Saved data entries:
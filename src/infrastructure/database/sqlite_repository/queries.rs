pub(super) const INSERT_INSPECTION: &str = r#"
    INSERT INTO inspections (
        id,
        valve_code,
        inspection_date,
        photo_initial_url,
        photo_during_url,
        photo_final_url,
        notes,
        status,
        created_at,
        updated_at
    ) VALUES (?1, ?2, ?3, ?4, ?5, ?6, ?7, ?8, ?9, ?9)
"#;

pub(super) const SELECT_INSPECTION_BY_ID: &str = r#"
    SELECT id, valve_code, inspection_date, photo_initial_url, photo_during_url,
           photo_final_url, notes, status
    FROM inspections
    WHERE id = ?1
"#;

pub(super) const DELETE_INSPECTION: &str = r#"
    DELETE FROM inspections
    WHERE id = ?1
"#;

pub(super) const SELECT_INSPECTIONS_BASE: &str = r#"
    SELECT id, valve_code, inspection_date, photo_initial_url, photo_during_url,
           photo_final_url, notes, status
    FROM inspections
    WHERE 1 = 1
"#;

pub(super) const COUNT_INSPECTIONS_BASE: &str = r#"
    SELECT COUNT(*) AS total
    FROM inspections
    WHERE 1 = 1
"#;
use crate::domain::value_objects::CompletionStatus;
use chrono::{DateTime, Utc};

#[derive(Debug, Clone, Default, PartialEq, Eq)]
pub struct InspectionFilter {
    pub status: Option<CompletionStatus>,
    /// Case-insensitive substring match on the valve code.
    pub valve_code_search: Option<String>,
    pub from: Option<DateTime<Utc>>,
    pub to: Option<DateTime<Utc>>,
}

impl InspectionFilter {
    pub fn with_status(mut self, status: CompletionStatus) -> Self {
        self.status = Some(status);
        self
    }

    pub fn with_search(mut self, search: impl Into<String>) -> Self {
        let search = search.into();
        self.valve_code_search = if search.trim().is_empty() {
            None
        } else {
            Some(search.trim().to_string())
        };
        self
    }

    pub fn between(mut self, from: Option<DateTime<Utc>>, to: Option<DateTime<Utc>>) -> Self {
        self.from = from;
        self.to = to;
        self
    }
}

#[derive(Debug, Clone, Copy, PartialEq, Eq, Default)]
pub enum SortOrder {
    Ascending,
    #[default]
    Descending,
}

#[derive(Debug, Clone, Copy, PartialEq, Eq)]
pub struct PageRequest {
    pub limit: u32,
    pub offset: u32,
}

impl Default for PageRequest {
    fn default() -> Self {
        Self {
            limit: 50,
            offset: 0,
        }
    }
}

impl PageRequest {
    pub fn new(page: u32, page_size: u32) -> Self {
        let limit = page_size.max(1);
        Self {
            limit,
            offset: page.saturating_mul(limit),
        }
    }
}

_TASK_
Return only the number of lines above in which the string "offset" occurs.

_ANSWER SECTION_
3